Upaya ini kemudian disebut dengan teknik modulasi.
Prinsip kerja radio mono

Fungsi masing-masing bagian blok sebagai berikut:
- Antena: Menangkap gelombang elektromagnetik dari stasiun pemancar radio.
- Penala (Tuning): memilih sinyal dari stansiun pemancar (FRF) yang diinginkan dengan cara membuat suatu rangkaian resonator yang frekuensi resonansinya dapat diubah-ubah (digeser). Daerah kerja penala tergantung dari frekuensi yang akan diterima dan menurut aturan internasional FM = 88 – 108 MHz.
- Penguat RF (RF Amplifier) : menguatkan sinyal RF dari stasiun pemancar yang telah ditala oleh penala (tuning).
- Pencampur (Mixer) : mencampur sinyal yang diterima dari penala yang telah dikuatkan RF Amp. dengan sinyal dari oscilator. Output pencampur mempunyai keluaran yang kompleks karena terdiri dari banyak frekuensi, namun karena ditala oleh pada frekeunsi IF maka diperoleh sinyal dengan frekuensi IF = 10,7 MHz.
- Osilator Lokal (Local Osc.) : membangkitkan gelombang listrik kontinyu dengan frekuensi tertentu. Frekuensi oscillator lokal untuk FM berkisar dari 98,7 MHz – 118,7 MHz karena Band Width untuk spektrum frekuensi FM Broadcasting (88 MHz – 108 MHz) + Frekuensi IF FM 10,7 MHz.
- Penguat IF (IF Amp.) : menguatkan sinyal frekuensi antara (FIF = 10,7 MHz) hasil keluaran dari pencampur. Penguat IF sangat penting karena kekuatan sinyal mengalamai pengurangan selama proses pencampuran (mixing) sehingga sinyal IF perlu dikuatkan kembali untuk mengembalikan sensitivitas dari penerima.
- Limitter : rangkaian yang mempunyai amplitudo output yang konstan untuk semua input yang melebihi level tertentu dengan tujuan menghilangkan noise pada penerima FM. Rangkaian limitter bekerja dengan sistem membatasi/memotong amplitudo yang menyebabkan noise.
- Discriminator = FM Detector : berfungsi memungut kembali informasi dari frekuensi tinggi pembawanya. Discriminator dapat juga disebut FM detektor. Dapat juga di definisikan sebagai rangkaian yang merubah variasi frekuensi atau variasi fasa menjadi variasi amplitudo.

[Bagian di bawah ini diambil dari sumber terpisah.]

//! Core identifiers and the desired-state model.

use std::collections::HashMap;
use std::fmt;

/// Identifies one emulated node. Group 0 is reserved for ground stations,
/// satellite shells start at 1.
#[derive(Debug, Clone, Copy, PartialEq, Eq, Hash, PartialOrd, Ord)]
pub struct MachineId {
    pub group: u8,
    pub id: u32,
}

impl fmt::Display for MachineId {
    fn fmt(&self, f: &mut fmt::Formatter<'_>) -> fmt::Result {
        write!(f, "{}-{}", self.group, self.id)
    }
}

/// Index of a physical host in the cluster.
#[derive(Debug, Clone, Copy, PartialEq, Eq, Hash, PartialOrd, Ord)]
pub struct Host(pub u8);

impl fmt::Display for Host {
    fn fmt(&self, f: &mut fmt::Formatter<'_>) -> fmt::Result {
        write!(f, "{}", self.0)
    }
}

/// Resources and images of one micro-VM.
#[derive(Debug, Clone)]
pub struct MachineConfig {
    pub vcpu_count: u8,
    pub ram_mib: u64,
    pub disk_mib: u64,
    /// Root file system image, relative to the artifact root.
    pub disk_image: String,
    /// Kernel image, relative to the artifact root.
    pub kernel: String,
    /// Extra kernel command line tokens.
    pub boot_params: Vec<String>,
}

/// Driver-visible power state of a machine.
#[derive(Debug, Clone, Copy, PartialEq, Eq)]
pub enum VmState {
    Stopped,
    Active,
}

/// One directed link. Latency and bandwidth are retained while a link is
/// blocked; they are simply not applied to the kernel until it unblocks.
#[derive(Debug, Clone, Copy, PartialEq, Eq)]
pub struct Link {
    pub blocked: bool,
    pub latency_us: u32,
    pub bandwidth_kbps: u64,
    /// First hop on the path to the target, as computed by the driver.
    pub next: MachineId,
}

pub type NetworkState = HashMap<MachineId, HashMap<MachineId, Link>>;
pub type MachinesState = HashMap<MachineId, VmState>;

/// A directed link change.
#[derive(Debug, Clone, Copy)]
pub struct LinkDiff {
    pub source: MachineId,
    pub target: MachineId,
    pub link: Link,
}

/// Accumulated changes of one update. The wire format carries one record
/// per unordered machine pair; [`StateDiff::push_symmetric`] expands it
/// into both directions.
#[derive(Debug, Clone, Default)]
pub struct StateDiff {
    pub network: Vec<LinkDiff>,
    pub machines: Vec<(MachineId, VmState)>,
}

impl StateDiff {
    #[allow(clippy::too_many_arguments)]
    pub fn push_symmetric(
        &mut self,
        source: MachineId,
        target: MachineId,
        blocked: bool,
        latency_us: u32,
        bandwidth_kbps: u64,
        next: MachineId,
        prev: MachineId,
    ) {
        self.network.push(LinkDiff {
            source,
            target,
            link: Link {
                blocked,
                latency_us,
                bandwidth_kbps,
                next,
            },
        });
        self.network.push(LinkDiff {
            source: target,
            target: source,
            link: Link {
                blocked,
                latency_us,
                bandwidth_kbps,
                next: prev,
            },
        });
    }

    pub fn push_machine(&mut self, id: MachineId, state: VmState) {
        self.machines.push((id, state));
    }

    pub fn is_empty(&self) -> bool {
        self.network.is_empty() && self.machines.is_empty()
    }
}

#[cfg(test)]
mod tests {
    use super::*;

    fn mid(group: u8, id: u32) -> MachineId {
        MachineId { group, id }
    }

    #[test]
    fn symmetric_diffs_expand_to_both_directions() {
        let mut diff = StateDiff::default();
        diff.push_symmetric(mid(1, 0), mid(1, 3), false, 2_000, 10_000, mid(1, 1), mid(1, 2));

        assert_eq!(diff.network.len(), 2);

        let forward = &diff.network[0];
        assert_eq!(forward.source, mid(1, 0));
        assert_eq!(forward.target, mid(1, 3));
        assert_eq!(forward.link.next, mid(1, 1));
        assert_eq!(forward.link.latency_us, 2_000);

        let backward = &diff.network[1];
        assert_eq!(backward.source, mid(1, 3));
        assert_eq!(backward.target, mid(1, 0));
        assert_eq!(backward.link.next, mid(1, 2));
        assert_eq!(backward.link.bandwidth_kbps, 10_000);
    }

    #[test]
    fn empty_diff_reports_empty() {
        let mut diff = StateDiff::default();
        assert!(diff.is_empty());
        diff.push_machine(mid(0, 1), VmState::Active);
        assert!(!diff.is_empty());
    }
}
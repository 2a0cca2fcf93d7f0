//! Classical emulation backend: HTB classes + netem qdiscs for shaping,
//! an iptables chain with an ipset for blocking.
//!
//! Per source tap: an HTB root `1:` with a default class `1:1` at an
//! effectively unlimited rate, one 16-bit class handle per referenced
//! target /30 (htb class for bandwidth, netem qdisc for delay, u32 filter
//! for classification), plus a `CT-{g}-{id}` chain jumped to from FORWARD
//! and a `CT-{g}-{id}-bl` ipset backing a single REJECT rule.

use std::collections::HashMap;
use std::fmt;
use std::sync::Arc;

use tokio::sync::{Mutex, RwLock};
use tokio::task::JoinSet;
use tracing::{debug, trace};

use crate::address::Ipv4Net;
use crate::cmd::{self, CommandError};
use crate::netem::NetworkEmulationBackend;
use crate::orchestrator::MachineId;

const DEFAULT_RATE: &str = "10.0Gbps";

#[derive(Debug)]
pub enum TcError {
    AlreadyRegistered(MachineId),
    UnknownMachine(MachineId),
    HandleSpaceExhausted(MachineId),
    Command(CommandError),
}

impl fmt::Display for TcError {
    fn fmt(&self, f: &mut fmt::Formatter<'_>) -> fmt::Result {
        match self {
            TcError::AlreadyRegistered(id) => write!(f, "machine {id} already exists"),
            TcError::UnknownMachine(id) => write!(f, "machine {id} does not exist"),
            TcError::HandleSpaceExhausted(id) => {
                write!(f, "no free tc class handles left on source {id}")
            }
            TcError::Command(e) => write!(f, "{e}"),
        }
    }
}

impl std::error::Error for TcError {
    fn source(&self) -> Option<&(dyn std::error::Error + 'static)> {
        match self {
            TcError::Command(e) => Some(e),
            _ => None,
        }
    }
}

impl From<CommandError> for TcError {
    fn from(e: CommandError) -> Self {
        TcError::Command(e)
    }
}

struct TcSource {
    tap: String,
    chain: String,
    block_set: String,
    /// Last allocated class handle; `1:1` is the default class.
    handle: u16,
    /// Target /30 -> class handle.
    links: HashMap<Ipv4Net, u16>,
}

/// Format a latency in microseconds the way netem takes it: milliseconds
/// with a tenth-of-a-millisecond fraction. Anything below 100us truncates
/// to zero, netem is not that accurate anyway.
fn netem_delay(latency_us: u32) -> String {
    let ms = latency_us / 1000;
    let tenth = latency_us % 1000 / 100;
    format!("{ms}.{tenth}ms")
}

impl TcSource {
    async fn configure(&mut self, id: MachineId) -> Result<(), TcError> {
        // Wipe anything a previous run left on this tap; errors are fine.
        cmd::run_ignore(
            "iptables",
            &["-w", "-D", "FORWARD", "-i", &self.tap, "-j", &self.chain],
        )
        .await;
        cmd::run_ignore("iptables", &["-w", "-F", &self.chain]).await;
        cmd::run_ignore("iptables", &["-w", "-X", &self.chain]).await;
        cmd::run_ignore("ipset", &["destroy", &self.block_set]).await;
        cmd::run_ignore("tc", &["qdisc", "del", "dev", &self.tap, "root"]).await;

        trace!(machine = %id, tap = %self.tap, "configuring tc root");

        cmd::run(
            "tc",
            &[
                "qdisc", "add", "dev", &self.tap, "root", "handle", "1:", "htb", "default", "1",
                "r2q", "1",
            ],
        )
        .await?;

        cmd::run(
            "tc",
            &[
                "class", "add", "dev", &self.tap, "parent", "1:", "classid", "1:1", "htb", "rate",
                DEFAULT_RATE, "quantum", "1514",
            ],
        )
        .await?;

        self.handle = 1;

        trace!(machine = %id, chain = %self.chain, "configuring filter chain");

        cmd::run("iptables", &["-w", "-N", &self.chain]).await?;
        cmd::run(
            "iptables",
            &["-w", "-A", "FORWARD", "-i", &self.tap, "-j", &self.chain],
        )
        .await?;
        cmd::run(
            "ipset",
            &["create", &self.block_set, "hash:ip", "netmask", "30"],
        )
        .await?;
        cmd::run(
            "iptables",
            &[
                "-w",
                "-A",
                &self.chain,
                "-m",
                "set",
                "--match-set",
                &self.block_set,
                "dst",
                "-j",
                "REJECT",
                "--reject-with",
                "icmp-net-unreachable",
            ],
        )
        .await?;

        Ok(())
    }

    /// Make sure a class + netem qdisc + filter exist for the target,
    /// allocating the next handle on first reference.
    async fn ensure_link(&mut self, source: MachineId, target: Ipv4Net) -> Result<u16, TcError> {
        if let Some(handle) = self.links.get(&target) {
            return Ok(*handle);
        }

        let handle = self
            .handle
            .checked_add(1)
            .ok_or(TcError::HandleSpaceExhausted(source))?;
        self.handle = handle;

        let classid = format!("1:{handle}");
        let qdisc_handle = format!("{handle}:");
        let prio = handle.to_string();
        let target_net = target.to_string();

        cmd::run(
            "tc",
            &[
                "class", "add", "dev", &self.tap, "parent", "1:", "classid", &classid, "htb",
                "rate", DEFAULT_RATE, "quantum", "1514",
            ],
        )
        .await?;

        cmd::run(
            "tc",
            &[
                "qdisc",
                "add",
                "dev",
                &self.tap,
                "parent",
                &classid,
                "handle",
                &qdisc_handle,
                "netem",
                "delay",
                "0.0ms",
                "limit",
                "1000000",
            ],
        )
        .await?;

        // On this tap the only traffic towards the guest carries the remote
        // machine's address as source, so matching `ip src` classifies the
        // target direction correctly.
        cmd::run(
            "tc",
            &[
                "filter",
                "add",
                "dev",
                &self.tap,
                "protocol",
                "ip",
                "parent",
                "1:",
                "prio",
                &prio,
                "u32",
                "match",
                "ip",
                "src",
                &target_net,
                "classid",
                &classid,
            ],
        )
        .await?;

        self.links.insert(target, handle);

        Ok(handle)
    }

    async fn teardown(&self) -> Result<(), TcError> {
        debug!(tap = %self.tap, "removing tc and ipset state");

        cmd::run(
            "iptables",
            &["-D", "FORWARD", "-i", &self.tap, "-j", &self.chain],
        )
        .await?;
        cmd::run("iptables", &["-F", &self.chain]).await?;
        cmd::run("iptables", &["-X", &self.chain]).await?;
        cmd::run("ipset", &["destroy", &self.block_set]).await?;
        cmd::run("tc", &["qdisc", "del", "dev", &self.tap, "root"]).await?;

        Ok(())
    }
}

pub struct TcBackend {
    sources: RwLock<HashMap<MachineId, Arc<Mutex<TcSource>>>>,
}

impl TcBackend {
    pub fn new() -> Self {
        Self {
            sources: RwLock::new(HashMap::new()),
        }
    }

    async fn source(&self, id: MachineId) -> Result<Arc<Mutex<TcSource>>, TcError> {
        self.sources
            .read()
            .await
            .get(&id)
            .cloned()
            .ok_or(TcError::UnknownMachine(id))
    }
}

impl Default for TcBackend {
    fn default() -> Self {
        Self::new()
    }
}

impl NetworkEmulationBackend for TcBackend {
    type Error = TcError;

    async fn register(&self, id: MachineId, tap: &str) -> Result<(), TcError> {
        if self.sources.read().await.contains_key(&id) {
            return Err(TcError::AlreadyRegistered(id));
        }

        trace!(machine = %id, tap, "registering machine");

        let mut source = TcSource {
            tap: tap.to_string(),
            chain: format!("CT-{}-{}", id.group, id.id),
            block_set: format!("CT-{}-{}-bl", id.group, id.id),
            handle: 1,
            links: HashMap::new(),
        };

        source.configure(id).await?;

        self.sources
            .write()
            .await
            .insert(id, Arc::new(Mutex::new(source)));

        Ok(())
    }

    async fn set_bandwidth(
        &self,
        source: MachineId,
        target: Ipv4Net,
        bandwidth_kbps: u64,
    ) -> Result<(), TcError> {
        let entry = self.source(source).await?;
        let mut src = entry.lock().await;

        let handle = src.ensure_link(source, target).await?;

        trace!(tap = %src.tap, %target, bandwidth_kbps, "updating bandwidth");

        let classid = format!("1:{handle}");
        let rate = format!("{bandwidth_kbps}.0kbit");

        cmd::run(
            "tc",
            &[
                "class", "change", "dev", &src.tap, "parent", "1:", "classid", &classid, "htb",
                "rate", &rate, "quantum", "1514",
            ],
        )
        .await?;

        Ok(())
    }

    async fn set_latency(
        &self,
        source: MachineId,
        target: Ipv4Net,
        latency_us: u32,
    ) -> Result<(), TcError> {
        let entry = self.source(source).await?;
        let mut src = entry.lock().await;

        let handle = src.ensure_link(source, target).await?;

        trace!(tap = %src.tap, %target, latency_us, "updating delay");

        let classid = format!("1:{handle}");
        let qdisc_handle = format!("{handle}:");
        let delay = netem_delay(latency_us);

        cmd::run(
            "tc",
            &[
                "qdisc",
                "change",
                "dev",
                &src.tap,
                "parent",
                &classid,
                "handle",
                &qdisc_handle,
                "netem",
                "delay",
                &delay,
                "limit",
                "1000000",
            ],
        )
        .await?;

        Ok(())
    }

    async fn block_link(&self, source: MachineId, target: Ipv4Net) -> Result<(), TcError> {
        let entry = self.source(source).await?;
        let mut src = entry.lock().await;

        src.ensure_link(source, target).await?;

        let target_net = target.to_string();

        cmd::run("ipset", &["add", &src.block_set, &target_net, "-exist"]).await?;

        Ok(())
    }

    async fn unblock_link(&self, source: MachineId, target: Ipv4Net) -> Result<(), TcError> {
        let entry = self.source(source).await?;
        let mut src = entry.lock().await;

        src.ensure_link(source, target).await?;

        debug!(set = %src.block_set, %target, "unblocking");

        let target_net = target.to_string();

        cmd::run("ipset", &["del", &src.block_set, &target_net]).await?;

        Ok(())
    }

    async fn stop(&self) -> Result<(), TcError> {
        debug!("removing all tc emulation state");

        let sources: Vec<_> = self.sources.read().await.values().cloned().collect();

        let mut set = JoinSet::new();
        for entry in sources {
            set.spawn(async move {
                let src = entry.lock().await;
                src.teardown().await
            });
        }

        let mut first_err = None;
        while let Some(res) = set.join_next().await {
            match res {
                Ok(Ok(())) => {}
                Ok(Err(e)) => {
                    tracing::error!(error = %e, "tc teardown failed");
                    first_err.get_or_insert(e);
                }
                Err(e) => tracing::error!(error = %e, "tc teardown task panicked"),
            }
        }

        match first_err {
            Some(e) => Err(e),
            None => Ok(()),
        }
    }
}

#[cfg(test)]
mod tests {
    use super::*;

    #[test]
    fn netem_delay_converts_to_tenth_milliseconds() {
        assert_eq!(netem_delay(0), "0.0ms");
        assert_eq!(netem_delay(99), "0.0ms");
        assert_eq!(netem_delay(100), "0.1ms");
        assert_eq!(netem_delay(1_000), "1.0ms");
        assert_eq!(netem_delay(100_000), "100.0ms");
        assert_eq!(netem_delay(100_500), "100.5ms");
        assert_eq!(netem_delay(2_345_678), "2345.6ms");
    }
}
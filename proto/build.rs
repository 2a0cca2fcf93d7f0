fn main() {
    ::capnpc::CompilerCommand::new()
        .src_prefix("schema")
        .file("schema/celestial.capnp")
        .run()
        .expect("compiling schema");
}
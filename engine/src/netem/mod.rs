//! Network emulation backends.
//!
//! A backend shapes what a guest can reach and at which latency/bandwidth,
//! keyed by (source machine, target /30). Two interchangeable
//! implementations exist: the classical one built on the kernel's traffic
//! control hierarchy and iptables/ipset ([`tc::TcBackend`]), and an
//! eBPF-based one that paces packet departure timestamps ([`ebpf::EbpfBackend`]).
//!
//! Shared semantics: per-(source, target) state is sticky (last write wins),
//! per-target records are created lazily with default values on first
//! reference, and operations on distinct sources never serialize. The
//! backend-wide lock is only held long enough to locate the per-source
//! record; everything touching kernel objects runs under that source's own
//! mutex.

pub mod ebpf;
pub mod mock;
pub mod tc;

use std::future::Future;

use crate::address::Ipv4Net;
use crate::orchestrator::MachineId;

/// Bandwidth assigned to a link before the driver says otherwise.
pub const DEFAULT_BANDWIDTH_KBPS: u64 = 1_000_000;
/// Latency assigned to a link before the driver says otherwise.
pub const DEFAULT_LATENCY_US: u32 = 0;

/// Capability interface over the two emulation implementations. The engine
/// picks one at startup; everything above is generic over it.
pub trait NetworkEmulationBackend: Send + Sync + 'static {
    type Error: std::error::Error + Send + Sync + 'static;

    /// Called once per local machine when its tap has been created.
    fn register(
        &self,
        id: MachineId,
        tap: &str,
    ) -> impl Future<Output = Result<(), Self::Error>> + Send;

    fn set_bandwidth(
        &self,
        source: MachineId,
        target: Ipv4Net,
        bandwidth_kbps: u64,
    ) -> impl Future<Output = Result<(), Self::Error>> + Send;

    fn set_latency(
        &self,
        source: MachineId,
        target: Ipv4Net,
        latency_us: u32,
    ) -> impl Future<Output = Result<(), Self::Error>> + Send;

    fn block_link(
        &self,
        source: MachineId,
        target: Ipv4Net,
    ) -> impl Future<Output = Result<(), Self::Error>> + Send;

    fn unblock_link(
        &self,
        source: MachineId,
        target: Ipv4Net,
    ) -> impl Future<Output = Result<(), Self::Error>> + Send;

    /// Idempotent teardown of every kernel object the backend created.
    fn stop(&self) -> impl Future<Output = Result<(), Self::Error>> + Send;
}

- Deemphasis Network: berfungsi mengembalikan frekuensi tinggi dari intelejen frekuensi (informasi) kembali pada level amplitudo yang setara dengan frekuensi rendahnya. Seperti diketahui, untuk menekan noise, pada pemancar dilakukan preemphasis dimana level amplitudo frekuensi tinggi dari intelejen frekuensi dinaikkan.
- AFC (Automatic Frequency Control): Rangkaian ini berfungsi mengontrol kestabilan frekuensi osilator lokal. Ini dibutuhkan karena ketidak stabilan frekuensi lokal osilator menyebabkan penyimpangan penerimaan frekuensi pembawa.
- Penguat Audio (AF Amplifier) : rangkaian yang berfungsi menguatkan sinyal audio (informasi) agar memiliki daya yang cukup kuat untuk menggerakkan beban loudspeaker.
- Loudspeaker: tranduser yang berfungsi untuk mengubah sinyal-sinyal listrik audio menjadi sinyal suara akustik yang dapat didengar.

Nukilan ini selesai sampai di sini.